説明をして、だからこそ一度休みを挟んではどうか、と告げる。併せて、スーツが週末に出来るから、その日を休みにして出かけて少し羽を伸ばさないか、とも伝えれば、それならと納得してくれたようだった。
「では週末はスーツを受け取りに行くから、先生にはお休みだと伝えておいてくれるかな?」
「は?僕が伝えるの?」
「だって私は先生に会わないでしょう」
「手紙を書けば良いじゃないか。僕が言ったら、僕がサボりたいだけだと思われるかもしれない」
表情を崩さないように努めて、溢れそうになった言葉を飲み込む。
トムは先生との信頼関係を築けていないのだろうか?もしくは、大人は自分の言葉を退けるものだという経験からの発言なのか。
前者ならば、家庭教師と話す必要があるが、この数日のやりとりを聞く限り、教師としての資質は認めているようだ。
しかし、人間としての質を認めていない、信頼していない、という場合もある。それは、こちらが何を言おうと意味を為さない。本人の心の問題だから、どうしようも出来ない部分だ。
では、後者だろうか?家に来た施設の人間を思い出す限り、本人の意思などろくに聞かず、指示通りに子供を動かそうとしていたのだろうことは明白だ。

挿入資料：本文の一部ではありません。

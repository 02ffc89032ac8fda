//! Artifact naming rules.
//!
//! A caller-supplied display name is kept verbatim on the record, but the file
//! on disk uses a filesystem-safe token derived from it.

use chrono::{DateTime, Utc};

/// Maximum length (in bytes, always ASCII) of a sanitized artifact name.
pub const MAX_NAME_LEN: usize = 50;

/// Derive a filesystem-safe token from a display name.
///
/// Every character outside `[A-Za-z0-9-]` acts as a separator; runs of
/// separators collapse into a single `_`, separators at either end are
/// dropped, and the result is capped at [`MAX_NAME_LEN`].
///
/// `"My Backup #1!"` becomes `"My_Backup_1"`.
pub fn sanitize_backup_name(name: &str) -> String {
    let mut out = String::with_capacity(name.len().min(MAX_NAME_LEN));
    let mut pending_sep = false;

    for ch in name.chars() {
        if ch.is_ascii_alphanumeric() || ch == '-' {
            if pending_sep && !out.is_empty() {
                out.push('_');
            }
            pending_sep = false;
            out.push(ch);
        } else {
            pending_sep = true;
        }
    }

    out.truncate(MAX_NAME_LEN);
    while out.ends_with('_') {
        out.pop();
    }
    out
}

/// Name used when the caller did not supply one: `backup_<database>_<timestamp>`.
pub fn default_backup_name(database: &str, at: DateTime<Utc>) -> String {
    format!("backup_{}_{}", database, at.format("%Y-%m-%dT%H-%M-%S"))
}

/// Resolve the artifact stem for a backup request.
///
/// Falls back to [`default_backup_name`] when no name was given or when the
/// name has no safe characters at all (e.g. `"###"`).
pub fn artifact_stem(name: Option<&str>, database: &str, at: DateTime<Utc>) -> String {
    match name.map(sanitize_backup_name) {
        Some(token) if !token.is_empty() => token,
        _ => default_backup_name(database, at),
    }
}
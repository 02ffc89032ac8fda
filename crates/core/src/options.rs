//! Request options and reports exchanged with the backup/restore engines.

use std::collections::BTreeMap;

use chrono::{DateTime, Utc};
use serde::{Deserialize, Serialize};

use crate::record::{BackupKind, BackupRecord};

/// Options for creating a backup.
///
/// If both `include_data` and `include_structure` are false the dump is still
/// attempted without either restriction flag; that is caller error and is not
/// special-cased.
#[derive(Debug, Clone, PartialEq, Eq, Serialize, Deserialize)]
#[serde(rename_all = "camelCase", default)]
pub struct BackupOptions {
    pub name: Option<String>,
    pub description: Option<String>,
    pub compress: bool,
    pub include_data: bool,
    pub include_structure: bool,
    /// When non-empty, the dump is scoped to exactly these tables.
    pub tables: Option<Vec<String>>,
    pub user_id: Option<String>,
}

impl Default for BackupOptions {
    fn default() -> Self {
        Self {
            name: None,
            description: None,
            compress: true,
            include_data: true,
            include_structure: true,
            tables: None,
            user_id: None,
        }
    }
}

impl BackupOptions {
    pub fn named(name: impl Into<String>) -> Self {
        Self {
            name: Some(name.into()),
            ..Default::default()
        }
    }

    pub fn with_description(mut self, description: impl Into<String>) -> Self {
        self.description = Some(description.into());
        self
    }

    pub fn with_tables<I, S>(mut self, tables: I) -> Self
    where
        I: IntoIterator<Item = S>,
        S: Into<String>,
    {
        self.tables = Some(tables.into_iter().map(Into::into).collect());
        self
    }

    pub fn uncompressed(mut self) -> Self {
        self.compress = false;
        self
    }

    pub fn by(mut self, user_id: impl Into<String>) -> Self {
        self.user_id = Some(user_id.into());
        self
    }

    /// Tables to scope the dump to, if a non-empty subset was requested.
    pub fn table_scope(&self) -> Option<&[String]> {
        self.tables.as_deref().filter(|t| !t.is_empty())
    }

    pub fn kind(&self) -> BackupKind {
        if self.table_scope().is_some() {
            BackupKind::Partial
        } else {
            BackupKind::Full
        }
    }
}

/// Options for restoring a backup.
#[derive(Debug, Clone, PartialEq, Eq, Serialize, Deserialize)]
#[serde(rename_all = "camelCase", default)]
pub struct RestoreOptions {
    pub drop_database: bool,
    pub create_database: bool,
    pub user_id: Option<String>,
}

impl Default for RestoreOptions {
    fn default() -> Self {
        Self {
            drop_database: false,
            create_database: true,
            user_id: None,
        }
    }
}

/// Result of a successful restore.
#[derive(Debug, Clone, PartialEq, Eq, Serialize, Deserialize)]
#[serde(rename_all = "camelCase")]
pub struct RestoreOutcome {
    pub success: bool,
    pub backup_name: String,
}

/// Result of a retention sweep: `deleted` of `total` eligible records.
#[derive(Debug, Clone, Copy, Default, PartialEq, Eq, Serialize, Deserialize)]
pub struct CleanupReport {
    pub deleted: usize,
    pub total: usize,
}

/// Filters for listing backups. Date bounds are inclusive.
#[derive(Debug, Clone, Default, PartialEq, Eq, Serialize, Deserialize)]
#[serde(rename_all = "camelCase", default)]
pub struct ListFilter {
    pub start_date: Option<DateTime<Utc>>,
    pub end_date: Option<DateTime<Utc>>,
    #[serde(rename = "type")]
    pub kind: Option<BackupKind>,
}

impl ListFilter {
    pub fn matches(&self, record: &BackupRecord) -> bool {
        self.start_date.is_none_or(|s| record.created_at >= s)
            && self.end_date.is_none_or(|e| record.created_at <= e)
            && self.kind.is_none_or(|k| record.kind == k)
    }

    /// Filter and sort newest first.
    pub fn apply<'a, I>(&self, records: I) -> Vec<BackupRecord>
    where
        I: IntoIterator<Item = &'a BackupRecord>,
    {
        let mut out: Vec<BackupRecord> = records
            .into_iter()
            .filter(|r| self.matches(r))
            .cloned()
            .collect();
        out.sort_by(|a, b| b.created_at.cmp(&a.created_at));
        out
    }
}

/// Aggregate view over the journal.
#[derive(Debug, Clone, Default, PartialEq, Serialize, Deserialize)]
#[serde(rename_all = "camelCase")]
pub struct BackupStatistics {
    pub total: usize,
    #[serde(rename = "totalSizeMB")]
    pub total_size_mb: f64,
    pub by_type: BTreeMap<String, usize>,
    /// Keyed by `YYYY-MM`.
    pub by_month: BTreeMap<String, usize>,
    pub oldest: Option<DateTime<Utc>>,
    pub newest: Option<DateTime<Utc>>,
}

impl BackupStatistics {
    pub fn from_records(records: &[BackupRecord]) -> Self {
        let total_bytes: u64 = records.iter().map(|r| r.size).sum();
        let total_size_mb = (total_bytes as f64 / (1024.0 * 1024.0) * 100.0).round() / 100.0;

        let mut by_type = BTreeMap::new();
        let mut by_month = BTreeMap::new();
        for r in records {
            *by_type.entry(r.kind.as_str().to_string()).or_insert(0) += 1;
            *by_month
                .entry(r.created_at.format("%Y-%m").to_string())
                .or_insert(0) += 1;
        }

        Self {
            total: records.len(),
            total_size_mb,
            by_type,
            by_month,
            oldest: records.iter().map(|r| r.created_at).min(),
            newest: records.iter().map(|r| r.created_at).max(),
        }
    }
}

#[cfg(test)]
mod tests {
    use std::path::PathBuf;

    use chrono::TimeZone;

    use super::*;
    use crate::{format_size_mb, BackupId};

    fn record_at(at: DateTime<Utc>, kind: BackupKind, size: u64) -> BackupRecord {
        BackupRecord {
            id: BackupId::new(),
            name: "r".to_string(),
            description: None,
            filename: "r.sql".to_string(),
            filepath: PathBuf::from("/nowhere/r.sql"),
            size,
            size_mb: format_size_mb(size),
            compressed: false,
            database: "shop".to_string(),
            created_at: at,
            created_by: None,
            kind,
        }
    }

    #[test]
    fn defaults_follow_wire_contract() {
        let opts: BackupOptions = serde_json::from_str("{}").unwrap();
        assert!(opts.compress && opts.include_data && opts.include_structure);
        assert_eq!(opts.kind(), BackupKind::Full);

        let restore: RestoreOptions = serde_json::from_str(r#"{"dropDatabase": true}"#).unwrap();
        assert!(restore.drop_database);
        assert!(restore.create_database);
    }

    #[test]
    fn empty_table_list_is_a_full_backup() {
        let opts = BackupOptions::default().with_tables(Vec::<String>::new());
        assert_eq!(opts.kind(), BackupKind::Full);
        assert!(opts.table_scope().is_none());

        let opts = BackupOptions::default().with_tables(["customers"]);
        assert_eq!(opts.kind(), BackupKind::Partial);
    }

    #[test]
    fn list_filter_sorts_newest_first_and_bounds_inclusively() {
        let jan = Utc.with_ymd_and_hms(2024, 1, 10, 0, 0, 0).unwrap();
        let feb = Utc.with_ymd_and_hms(2024, 2, 10, 0, 0, 0).unwrap();
        let mar = Utc.with_ymd_and_hms(2024, 3, 10, 0, 0, 0).unwrap();
        let records = vec![
            record_at(feb, BackupKind::Full, 1),
            record_at(jan, BackupKind::Partial, 1),
            record_at(mar, BackupKind::Full, 1),
        ];

        let all = ListFilter::default().apply(&records);
        assert_eq!(all.iter().map(|r| r.created_at).collect::<Vec<_>>(), vec![mar, feb, jan]);

        let filter = ListFilter {
            start_date: Some(jan),
            end_date: Some(feb),
            kind: Some(BackupKind::Full),
        };
        let hits = filter.apply(&records);
        assert_eq!(hits.len(), 1);
        assert_eq!(hits[0].created_at, feb);
    }

    #[test]
    fn statistics_group_by_type_and_month() {
        let jan = Utc.with_ymd_and_hms(2024, 1, 10, 0, 0, 0).unwrap();
        let jan2 = Utc.with_ymd_and_hms(2024, 1, 20, 0, 0, 0).unwrap();
        let feb = Utc.with_ymd_and_hms(2024, 2, 10, 0, 0, 0).unwrap();
        let records = vec![
            record_at(jan, BackupKind::Full, 1024 * 1024),
            record_at(jan2, BackupKind::Partial, 512 * 1024),
            record_at(feb, BackupKind::Full, 512 * 1024),
        ];

        let stats = BackupStatistics::from_records(&records);
        assert_eq!(stats.total, 3);
        assert_eq!(stats.total_size_mb, 2.0);
        assert_eq!(stats.by_type["full"], 2);
        assert_eq!(stats.by_type["partial"], 1);
        assert_eq!(stats.by_month["2024-01"], 2);
        assert_eq!(stats.oldest, Some(jan));
        assert_eq!(stats.newest, Some(feb));
    }

    #[test]
    fn statistics_of_nothing_are_empty() {
        let stats = BackupStatistics::from_records(&[]);
        assert_eq!(stats, BackupStatistics::default());
    }
}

「確かに、予定を組むのは親の仕事だね。分かった、書いておくよ。明日の朝トムに渡すから、先生に渡してもらえるかな?」
「うん、良いよ」
「ありがとう」
ところでデザートは食べる?と話を変えるきっかけ作りに聞けば、食べる。との回答。
果物を切りながら、週末は何をしようか、トムが好きな所に行こう。と疲れが見えるトムに声をかけるくらいしか出来ない自分を、ほんの少し恥じた。